CONTO
Sentada sobre tronco de velho castanheiro, uma mulher meditava. A tarde amena daquele outono tinha no cheiro a húmus todas as tonalidades da estação adiantada. Cogumelos de várias espécies davam ao chão a graça, o colorido de estampas antigas.
Brilhava-lhe o gosto contemplativo no olhar, mas na expressão, havia uma contrariedade que o aspecto grave da postura confirmava. Que contraste se adivinhava entre a observação da floresta e seu mundo interior.

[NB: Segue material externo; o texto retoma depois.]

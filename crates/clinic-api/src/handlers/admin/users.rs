//! Admin user management handlers.

use axum::Json;
use axum::extract::{Path, Query, State};
use axum::http::StatusCode;
use uuid::Uuid;

use clinic_auth::rbac::Permission;
use clinic_core::error::AppError;
use clinic_core::types::pagination::PageResponse;
use clinic_entity::user::User;

use crate::dto::ApiResponse;
use crate::dto::request::{CreateUserBody, UserListParams, UserStatusBody};
use crate::extractors::{AuthUser, ValidatedJson};
use crate::middleware::rbac::require_permission;
use crate::state::AppState;

/// GET /api/admin/users
pub async fn list_users(
    State(state): State<AppState>,
    auth: AuthUser,
    Query(params): Query<UserListParams>,
) -> Result<Json<ApiResponse<PageResponse<User>>>, AppError> {
    require_permission(&state, &auth, Permission::UserManage)?;
    let page = params.page_request();
    let result = state.admin_user_service.list_users(params.role, page).await?;
    Ok(Json(ApiResponse::ok(result)))
}

/// POST /api/admin/users
pub async fn create_user(
    State(state): State<AppState>,
    auth: AuthUser,
    ValidatedJson(body): ValidatedJson<CreateUserBody>,
) -> Result<(StatusCode, Json<ApiResponse<User>>), AppError> {
    require_permission(&state, &auth, Permission::UserManage)?;
    let user = state.admin_user_service.create_user(&auth, body.into()).await?;
    Ok((StatusCode::CREATED, Json(ApiResponse::ok(user))))
}

/// PUT /api/admin/users/{id}/status
pub async fn change_status(
    State(state): State<AppState>,
    auth: AuthUser,
    Path(id): Path<Uuid>,
    Json(body): Json<UserStatusBody>,
) -> Result<Json<ApiResponse<User>>, AppError> {
    require_permission(&state, &auth, Permission::UserManage)?;
    let user = state
        .admin_user_service
        .set_status(&auth, id, body.status)
        .await?;
    Ok(Json(ApiResponse::ok(user)))
}

/// PUT /api/admin/users/{id}/verify
pub async fn verify_user(
    State(state): State<AppState>,
    auth: AuthUser,
    Path(id): Path<Uuid>,
) -> Result<Json<ApiResponse<User>>, AppError> {
    require_permission(&state, &auth, Permission::UserManage)?;
    let user = state.admin_user_service.verify_user(&auth, id).await?;
    Ok(Json(ApiResponse::ok(user)))
}
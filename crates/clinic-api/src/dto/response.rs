//! Response DTOs.

use serde::{Deserialize, Serialize};

use clinic_entity::appointment::AppointmentStatus;
use clinic_entity::appointment::action::ActionCatalogueEntry;
use clinic_entity::appointment::status::TransitionRow;

/// Standard success response wrapper.
#[derive(Debug, Clone, Serialize, Deserialize)]
pub struct ApiResponse<T: Serialize> {
    /// Always `true`; failures go through `AppError`.
    pub success: bool,
    /// Response data.
    pub data: T,
}

impl<T: Serialize> ApiResponse<T> {
    /// Creates a successful response.
    pub fn ok(data: T) -> Self {
        Self {
            success: true,
            data,
        }
    }
}

/// Simple message response.
#[derive(Debug, Clone, Serialize, Deserialize)]
pub struct MessageResponse {
    pub message: String,
}

impl MessageResponse {
    pub fn new(message: impl Into<String>) -> Self {
        Self {
            message: message.into(),
        }
    }
}

/// Count response.
#[derive(Debug, Clone, Serialize, Deserialize)]
pub struct CountResponse {
    pub count: i64,
}

/// Health check response.
#[derive(Debug, Clone, Serialize, Deserialize)]
pub struct HealthResponse {
    /// `ok` or `degraded`.
    pub status: String,
    pub version: String,
    /// `connected` or `unavailable`.
    pub database: String,
}

/// The workflow rules as published to frontends.
#[derive(Debug, Clone, Serialize)]
pub struct WorkflowResponse {
    /// One row per status.
    pub transitions: Vec<TransitionRow>,
    /// Actions offered per (role, status).
    pub actions: Vec<ActionCatalogueEntry>,
}

/// Answer to a transition check.
#[derive(Debug, Clone, Serialize)]
pub struct TransitionCheckResponse {
    pub from: AppointmentStatus,
    pub to: AppointmentStatus,
    pub allowed: bool,
}
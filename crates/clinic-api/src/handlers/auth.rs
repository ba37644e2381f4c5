//! Auth handlers: register, login, refresh, logout, me.

use axum::Json;
use axum::extract::State;
use axum::http::StatusCode;

use clinic_auth::jwt::TokenPair;
use clinic_core::error::AppError;
use clinic_entity::user::User;
use clinic_service::user::LoginResponse;

use crate::dto::ApiResponse;
use crate::dto::request::{LoginBody, LogoutBody, RefreshBody, RegisterBody};
use crate::dto::response::MessageResponse;
use crate::extractors::{AuthUser, OptionalJson, ValidatedJson};
use crate::state::AppState;

/// POST /api/auth/register
pub async fn register(
    State(state): State<AppState>,
    ValidatedJson(body): ValidatedJson<RegisterBody>,
) -> Result<(StatusCode, Json<ApiResponse<User>>), AppError> {
    let user = state.auth_service.register(body.into()).await?;
    Ok((StatusCode::CREATED, Json(ApiResponse::ok(user))))
}

/// POST /api/auth/login
pub async fn login(
    State(state): State<AppState>,
    ValidatedJson(body): ValidatedJson<LoginBody>,
) -> Result<Json<ApiResponse<LoginResponse>>, AppError> {
    let result = state.auth_service.login(&body.email, &body.password).await?;
    Ok(Json(ApiResponse::ok(result)))
}

/// POST /api/auth/refresh
pub async fn refresh(
    State(state): State<AppState>,
    ValidatedJson(body): ValidatedJson<RefreshBody>,
) -> Result<Json<ApiResponse<TokenPair>>, AppError> {
    let tokens = state.auth_service.refresh(&body.refresh_token).await?;
    Ok(Json(ApiResponse::ok(tokens)))
}

/// POST /api/auth/logout
pub async fn logout(
    State(state): State<AppState>,
    auth: AuthUser,
    OptionalJson(body): OptionalJson<LogoutBody>,
) -> Result<Json<ApiResponse<MessageResponse>>, AppError> {
    state
        .auth_service
        .logout(&auth.claims, body.refresh_token.as_deref())
        .await?;
    Ok(Json(ApiResponse::ok(MessageResponse::new(
        "Logged out successfully",
    ))))
}

/// GET /api/auth/me
pub async fn me(
    State(state): State<AppState>,
    auth: AuthUser,
) -> Result<Json<ApiResponse<User>>, AppError> {
    let user = state.auth_service.me(&auth).await?;
    Ok(Json(ApiResponse::ok(user)))
}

Na quietude da floresta deixou escapar uma frase:
_como é difícil ser poeta!
Lembrou o poema de Florbela Espanca, ser poeta é ser maior...
Maior, mas maior que quê?
Maior, que a dimensão humana? talvez.
Porque havia de ser maior o poeta, que tudo o que o gerou. O ser humano atravessou a história milenar, seus sobressaltos e incertezas... que pode haver de maior que essa realidade. Talvez o sonho, o sonho humano seja maior. E quem se eleva mais no sonho que o poeta? Será isso ser maior? poderemos medir-nos com nossos sonhos, que eles sim são livres. Nossas peias humanas permitem-nos por acaso liberdade? Pobres rimadores à procura de sentido. De novo sua voz se fez ouvir:
_como é difícil ser poeta! Mas onde está afinal a dificuldade em sermos o que somos. Ser poeta, fazedor de rimas, ajuntador de palavras, à procura de sentido! Se ao menos ser poeta fosse assim simples, não teria por dentro aquela pontada aguda a exprimir o doloroso contrário: estar na posse de sentido à procura de palavras.
E se ainda ao menos fosse só isso. Mas não, ainda era preciso não desmerecer e sentido e palavras.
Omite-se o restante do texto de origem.